#### Exercise materials

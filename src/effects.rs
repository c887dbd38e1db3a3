use glam::Vec2;

use crate::rng::RandomSource;

/// Sparkles per burst.
pub const SPARKLE_BURST: usize = 3;
/// Sparkle lifetime in milliseconds.
pub const SPARKLE_LIFETIME_MS: u64 = 2_000;
/// Trail particle lifetime in milliseconds.
pub const TRAIL_LIFETIME_MS: u64 = 1_500;
/// Fraction of movement ticks that leave a trail particle.
const TRAIL_CHANCE: f32 = 0.3;
/// Sparkle offsets span this many percent of the ghost box either side.
const SPARKLE_SPREAD: f32 = 50.0;
/// Live particles kept per kind; the oldest is dropped past this.
const MAX_PER_KIND: usize = 64;

#[derive(Debug, Clone, Copy, PartialEq, Eq, Hash, PartialOrd, Ord)]
pub struct ParticleId(u64);

#[derive(Debug, Clone, Copy, PartialEq, Eq)]
pub enum ParticleKind {
    /// Offset is relative to the ghost box, in percent of its size.
    Sparkle,
    /// Offset is an absolute viewport-percent position on the trail surface.
    Trail,
}

impl ParticleKind {
    pub fn lifetime_ms(self) -> u64 {
        match self {
            ParticleKind::Sparkle => SPARKLE_LIFETIME_MS,
            ParticleKind::Trail => TRAIL_LIFETIME_MS,
        }
    }
}

/// A short-lived visual element. Never changes after creation.
#[derive(Debug, Clone, Copy, PartialEq)]
pub struct Particle {
    pub id: ParticleId,
    pub kind: ParticleKind,
    pub offset: Vec2,
    pub born_ms: u64,
}

impl Particle {
    /// Fraction of lifetime used at `now_ms`, in `[0, 1]`.
    pub fn age(&self, now_ms: u64) -> f32 {
        let elapsed = now_ms.saturating_sub(self.born_ms) as f32;
        (elapsed / self.kind.lifetime_ms() as f32).clamp(0.0, 1.0)
    }
}

/// Sparkle and trail particles for one ghost.
#[derive(Debug, Clone, Default)]
pub struct Effects {
    particles: Vec<Particle>,
    next_id: u64,
}

impl Effects {
    pub fn new() -> Self {
        Self {
            particles: Vec::with_capacity(SPARKLE_BURST * 4),
            next_id: 0,
        }
    }

    /// Spawn a sparkle batch around the ghost. Returns the new ids so the
    /// caller can schedule their expiry.
    pub fn sparkle_burst(&mut self, rng: &mut impl RandomSource, now_ms: u64) -> Vec<ParticleId> {
        (0..SPARKLE_BURST)
            .map(|_| {
                let offset = Vec2::new(
                    rng.centered(SPARKLE_SPREAD),
                    rng.centered(SPARKLE_SPREAD),
                );
                self.push(ParticleKind::Sparkle, offset, now_ms)
            })
            .collect()
    }

    /// Roll the trail gate and maybe leave a particle at `pos`.
    pub fn maybe_trail(
        &mut self,
        rng: &mut impl RandomSource,
        pos: Vec2,
        now_ms: u64,
    ) -> Option<ParticleId> {
        if rng.f32() > TRAIL_CHANCE {
            return None;
        }
        Some(self.push(ParticleKind::Trail, pos, now_ms))
    }

    fn push(&mut self, kind: ParticleKind, offset: Vec2, now_ms: u64) -> ParticleId {
        if self.count(kind) >= MAX_PER_KIND {
            if let Some(oldest) = self.particles.iter().position(|p| p.kind == kind) {
                self.particles.remove(oldest);
            }
        }
        let id = ParticleId(self.next_id);
        self.next_id += 1;
        self.particles.push(Particle {
            id,
            kind,
            offset,
            born_ms: now_ms,
        });
        id
    }

    /// Remove a particle. Already-removed ids are a no-op and return false.
    pub fn expire(&mut self, id: ParticleId) -> bool {
        match self.particles.iter().position(|p| p.id == id) {
            Some(idx) => {
                self.particles.remove(idx);
                true
            }
            None => {
                log::trace!("particle {id:?} already gone");
                false
            }
        }
    }

    pub fn clear(&mut self) {
        self.particles.clear();
    }

    /// Live particles, oldest first.
    pub fn particles(&self) -> &[Particle] {
        &self.particles
    }

    pub fn count(&self, kind: ParticleKind) -> usize {
        self.particles.iter().filter(|p| p.kind == kind).count()
    }

    pub fn is_empty(&self) -> bool {
        self.particles.is_empty()
    }
}

#[cfg(test)]
mod tests {
    use super::*;
    use crate::rng::ScriptedRng;

    #[test]
    fn burst_offsets_span_the_box() {
        let mut fx = Effects::new();
        let mut rng = ScriptedRng::new(vec![0.0, 1.0, 0.5, 0.5, 0.25, 0.75]);
        let ids = fx.sparkle_burst(&mut rng, 10);
        assert_eq!(ids.len(), SPARKLE_BURST);
        let offsets: Vec<Vec2> = fx.particles().iter().map(|p| p.offset).collect();
        assert_eq!(
            offsets,
            vec![
                Vec2::new(-50.0, 50.0),
                Vec2::new(0.0, 0.0),
                Vec2::new(-25.0, 25.0)
            ]
        );
        assert!(fx.particles().iter().all(|p| p.born_ms == 10));
    }

    #[test]
    fn trail_gate_is_thirty_percent() {
        let mut fx = Effects::new();
        let pos = Vec2::new(30.0, 40.0);
        assert!(fx.maybe_trail(&mut ScriptedRng::constant(0.31), pos, 0).is_none());
        let id = fx.maybe_trail(&mut ScriptedRng::constant(0.3), pos, 0).unwrap();
        assert_eq!(fx.particles()[0].id, id);
        assert_eq!(fx.particles()[0].offset, pos);
        assert_eq!(fx.count(ParticleKind::Trail), 1);
    }

    #[test]
    fn expire_is_guarded() {
        let mut fx = Effects::new();
        let mut rng = ScriptedRng::constant(0.1);
        let id = fx.maybe_trail(&mut rng, Vec2::ZERO, 0).unwrap();
        assert!(fx.expire(id));
        assert!(!fx.expire(id));
        assert!(fx.is_empty());
    }

    #[test]
    fn oldest_dropped_at_capacity() {
        let mut fx = Effects::new();
        let mut rng = ScriptedRng::constant(0.0);
        let first = fx.maybe_trail(&mut rng, Vec2::ZERO, 0).unwrap();
        for t in 1..MAX_PER_KIND as u64 {
            fx.maybe_trail(&mut rng, Vec2::ZERO, t);
        }
        assert_eq!(fx.count(ParticleKind::Trail), MAX_PER_KIND);
        fx.maybe_trail(&mut rng, Vec2::ZERO, 999);
        assert_eq!(fx.count(ParticleKind::Trail), MAX_PER_KIND);
        assert!(!fx.expire(first));
    }

    #[test]
    fn age_runs_from_zero_to_one() {
        let p = Particle {
            id: ParticleId(0),
            kind: ParticleKind::Trail,
            offset: Vec2::ZERO,
            born_ms: 1_000,
        };
        assert_eq!(p.age(1_000), 0.0);
        assert_eq!(p.age(1_750), 0.5);
        assert_eq!(p.age(9_000), 1.0);
    }
}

########

Task description: Where a line contains the word "leave", copy that line from the listing above.

Response for this exercise:
/// Fraction of movement ticks that leave a trail particle.
    /// Roll the trail gate and maybe leave a particle at `pos`.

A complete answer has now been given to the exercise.